Even this feeling, however, can’t simply be accepted: it, too, must be subsumed into a kind of complex past-present relationship where Clennam can say that because he didn’t recognize and accept his own feeling for her in the past (when she was poor and he wasn’t), he can’t accept it now when the circumstances are changed:

“If, in the bygone days when this was your home and when this was your dress, I had understood myself (I speak only of myself) better, and had read the secrets of my own breast more distinctly; if, through my reserve and self-mistrust, I had discerned a light that I see brightly now when it has passed far away, and my weak footsteps can never overtake it; if I had then known, and told you that I loved and honoured you, not as the poor child I used to call you, but as a woman whose true hand would raise me high above myself, and make me a far happier and better man; if I had so used the opportunity there is no recalling—as I wish I had, O I wish I had!—and if something had kept us apart then, when I was moderately thriving, and when you were poor; I might have met your noble offer of your fortune, dearest girl, with other words than these, and still have blushed to touch it. But as it is, I must never touch it, never!” (p. 739)

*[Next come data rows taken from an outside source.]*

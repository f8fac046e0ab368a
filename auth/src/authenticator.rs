use chrono::Duration;

use crate::access::AccessDecision;
use crate::access::AccessGate;
use crate::access::DenialReason;
use crate::access::Principal;
use crate::jwt::AuthClaims;
use crate::jwt::IssuedToken;
use crate::jwt::TokenError;
use crate::jwt::TokenIssuer;
use crate::password::PasswordVerifier;

/// Login coordinator: password verification, then authorization, then
/// token issuance.
///
/// Immutable after construction and safe to share between threads.
pub struct Authenticator {
    password_verifier: PasswordVerifier,
    access_gate: AccessGate,
    token_issuer: TokenIssuer,
}

/// Authentication operation errors.
#[derive(Debug, Clone, thiserror::Error, PartialEq, Eq)]
pub enum AuthenticationError {
    #[error("Invalid credentials")]
    InvalidCredentials,

    #[error("Access denied: {0}")]
    AccessDenied(DenialReason),

    #[error("Token error: {0}")]
    Token(#[from] TokenError),
}

impl Authenticator {
    /// Create a new authenticator.
    ///
    /// # Arguments
    /// * `jwt_secret` - Secret key for token signing
    /// * `token_ttl` - Lifetime of issued tokens
    pub fn new(jwt_secret: &[u8], token_ttl: Duration) -> Self {
        Self::with_verifier(jwt_secret, token_ttl, PasswordVerifier::new())
    }

    /// Create an authenticator around a specific password verifier.
    pub fn with_verifier(
        jwt_secret: &[u8],
        token_ttl: Duration,
        password_verifier: PasswordVerifier,
    ) -> Self {
        Self {
            password_verifier,
            access_gate: AccessGate::new(),
            token_issuer: TokenIssuer::new(jwt_secret, token_ttl),
        }
    }

    /// Verify credentials, authorize the account and issue a token.
    ///
    /// This runs the key derivation and is CPU-bound; async callers should
    /// run it on a blocking thread.
    ///
    /// # Arguments
    /// * `password` - Plaintext password to verify
    /// * `stored_hash` - Stored password hash
    /// * `principal` - Account the credentials belong to
    ///
    /// # Errors
    /// * `InvalidCredentials` - Password does not match or hash is unusable
    /// * `AccessDenied` - Password matches but the account may not log in
    /// * `Token` - Token generation failed
    pub fn authenticate(
        &self,
        password: &str,
        stored_hash: &str,
        principal: &Principal,
    ) -> Result<IssuedToken, AuthenticationError> {
        if !self.password_verifier.verify(password, stored_hash) {
            return Err(AuthenticationError::InvalidCredentials);
        }

        if let AccessDecision::Denied(reason) = self.access_gate.authorize(principal) {
            return Err(AuthenticationError::AccessDenied(reason));
        }

        Ok(self.token_issuer.issue(principal)?)
    }

    /// Burn a comparable amount of work for a login attempt on an unknown
    /// account, then fail.
    pub fn reject_unknown_user(&self, password: &str) -> AuthenticationError {
        self.password_verifier.verify_dummy(password);
        AuthenticationError::InvalidCredentials
    }

    /// Validate a token and return its claims.
    ///
    /// # Errors
    /// * `Malformed` - Bad structure or signature
    /// * `Expired` - Token has expired
    pub fn validate_token(&self, token: &str) -> Result<AuthClaims, TokenError> {
        self.token_issuer.verify(token)
    }

    pub fn token_issuer(&self) -> &TokenIssuer {
        &self.token_issuer
    }
}
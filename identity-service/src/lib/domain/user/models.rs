use std::fmt;

use auth::IssuedToken;
use auth::Principal;
use uuid::Uuid;

use crate::user::errors::EmailError;
use crate::user::errors::UserIdError;

/// User credential record.
///
/// Owned by the external account store; this service only reads it.
#[derive(Clone)]
pub struct User {
    pub id: UserId,
    pub email: EmailAddress,
    pub first_name: String,
    pub last_name: String,
    pub password_hash: String,
    pub is_staff: bool,
    pub is_subscription_staff: bool,
    pub subscription_id: Option<String>,
}

impl fmt::Debug for User {
    fn fmt(&self, f: &mut fmt::Formatter<'_>) -> fmt::Result {
        f.debug_struct("User")
            .field("id", &self.id)
            .field("email", &self.email)
            .field("is_staff", &self.is_staff)
            .field("is_subscription_staff", &self.is_subscription_staff)
            .field("subscription_id", &self.subscription_id)
            .finish_non_exhaustive()
    }
}

impl User {
    /// Projection handed to the authentication core.
    pub fn principal(&self) -> Principal {
        Principal {
            user_id: self.id.to_string(),
            email: self.email.as_str().to_string(),
            is_staff: self.is_staff,
            is_subscription_staff: self.is_subscription_staff,
            subscription_id: self.subscription_id.clone(),
        }
    }
}

/// User unique identifier type
#[derive(Debug, Clone, Copy, PartialEq, Eq, Hash)]
pub struct UserId(pub Uuid);

impl UserId {
    /// Generate a new random user ID.
    pub fn new() -> Self {
        Self(Uuid::new_v4())
    }

    /// Parse a user ID from string.
    ///
    /// # Errors
    /// * `InvalidFormat` - String is not a valid UUID
    pub fn from_string(s: &str) -> Result<Self, UserIdError> {
        Uuid::parse_str(s)
            .map(UserId)
            .map_err(|e| UserIdError::InvalidFormat(e.to_string()))
    }
}

impl Default for UserId {
    fn default() -> Self {
        Self::new()
    }
}

impl fmt::Display for UserId {
    fn fmt(&self, f: &mut fmt::Formatter<'_>) -> fmt::Result {
        self.0.fmt(f)
    }
}

/// Email address type
///
/// Validates email format using RFC 5322 compliant parser.
/// Stored lowercased so lookups are case-insensitive.
#[derive(Debug, Clone, PartialEq, Eq)]
pub struct EmailAddress(String);

impl EmailAddress {
    /// Create a new validated email address.
    ///
    /// # Errors
    /// * `InvalidFormat` - Email does not conform to RFC 5322
    pub fn new(email: String) -> Result<Self, EmailError> {
        let email = email.trim().to_lowercase();
        if email_address::EmailAddress::is_valid(&email) {
            Ok(Self(email))
        } else {
            Err(EmailError::InvalidFormat(email))
        }
    }

    pub fn as_str(&self) -> &str {
        &self.0
    }
}

impl fmt::Display for EmailAddress {
    fn fmt(&self, f: &mut fmt::Formatter<'_>) -> fmt::Result {
        self.0.fmt(f)
    }
}

/// Login attempt received from the HTTP boundary.
///
/// The password is kept as received; it is never trimmed or logged.
#[derive(Clone)]
pub struct LoginCommand {
    pub email: String,
    pub password: String,
}

impl LoginCommand {
    pub fn new(email: String, password: String) -> Self {
        Self { email, password }
    }
}

impl fmt::Debug for LoginCommand {
    fn fmt(&self, f: &mut fmt::Formatter<'_>) -> fmt::Result {
        f.debug_struct("LoginCommand")
            .field("email", &self.email)
            .field("password", &"<redacted>")
            .finish()
    }
}

/// Successful login: the signed token and the account it was issued to.
#[derive(Debug, Clone)]
pub struct LoginOutcome {
    pub user: User,
    pub token: IssuedToken,
}
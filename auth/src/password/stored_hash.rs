use argon2::password_hash::PasswordHash;

use super::errors::PasswordError;
use super::legacy::LegacyHashCodec;
use super::legacy::ParsedLegacyHash;

/// A stored credential hash, classified once by its encoding.
#[derive(Debug)]
pub enum StoredHash<'a> {
    /// PBKDF2-HMAC-SHA256 imported from the previous system
    Legacy(ParsedLegacyHash),
    /// Adaptive hash in PHC string format
    Modern(PasswordHash<'a>),
}

impl<'a> StoredHash<'a> {
    /// Classify and parse a stored hash string.
    ///
    /// Strings carrying the legacy tag are parsed as legacy hashes; anything
    /// else must be a valid PHC string.
    ///
    /// # Errors
    /// * `MalformedHash` - Neither encoding could be parsed
    pub fn parse(encoded: &'a str) -> Result<Self, PasswordError> {
        if LegacyHashCodec::is_legacy_format(encoded) {
            return Ok(StoredHash::Legacy(LegacyHashCodec::parse(encoded)?));
        }

        PasswordHash::new(encoded)
            .map(StoredHash::Modern)
            .map_err(|e| PasswordError::MalformedHash(e.to_string()))
    }
}
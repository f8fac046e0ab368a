use thiserror::Error;

/// Error for UserId parsing failures
#[derive(Debug, Clone, Error, PartialEq, Eq)]
pub enum UserIdError {
    #[error("Invalid UUID format: {0}")]
    InvalidFormat(String),
}

/// Error for EmailAddress validation failures
#[derive(Debug, Clone, Error, PartialEq, Eq)]
pub enum EmailError {
    #[error("Invalid email format: {0}")]
    InvalidFormat(String),
}

/// Top-level error for all user-related operations
#[derive(Debug, Clone, Error)]
pub enum UserError {
    // Stored email that fails validation
    #[error("Invalid email: {0}")]
    InvalidEmail(#[from] EmailError),

    // Domain-level errors
    #[error("User not found: {0}")]
    NotFound(String),

    /// Unknown email or wrong password; the two are never told apart.
    #[error("Invalid credentials")]
    InvalidCredentials,

    #[error("Access denied")]
    AccessDenied,

    // Infrastructure errors
    #[error("Database error: {0}")]
    DatabaseError(String),

    #[error("Unknown error: {0}")]
    Unknown(String),
}
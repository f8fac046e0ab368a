pub mod http;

Here it isn’t just because Clennam thinks it would look dishonorable for him to accept her love now, when she has money (i.e., he could appear to be accepting it for the wrong motives)—if that were the case, he shouldn’t have any problem accepting her help, since it’s precisely the duty of the wealthy to help the needy. Instead, note how he says “if I had then known, and told you that I loved and honoured you, not as the poor child I used to call you, but as a woman whose true hand would raise me high above myself…” But how exactly could Clennam do that? After all, the “poor child” is exactly what Amy Dorrit was at that time. In other words, Clennam conflates past and present in an impossible way: he would have had to love her as she presently is in a past or earlier time in order to accept her love now. Which is to say: only if he could’ve proleptically known what she would become and if he had been able then to love her future self can he accept that self in the present. The reason for all this, I suggest, is that only in this way can he place himself objectively vis-à-vis his love for her. So the past would’ve had to be the future. Ironically, Clennam does in a way get his wish: Amy becomes poor again, while he becomes rich. And then he can accept her love, and marry her. Clearly, though, not because he’s overcome his problem with the past, but only because the past has managed to become the future.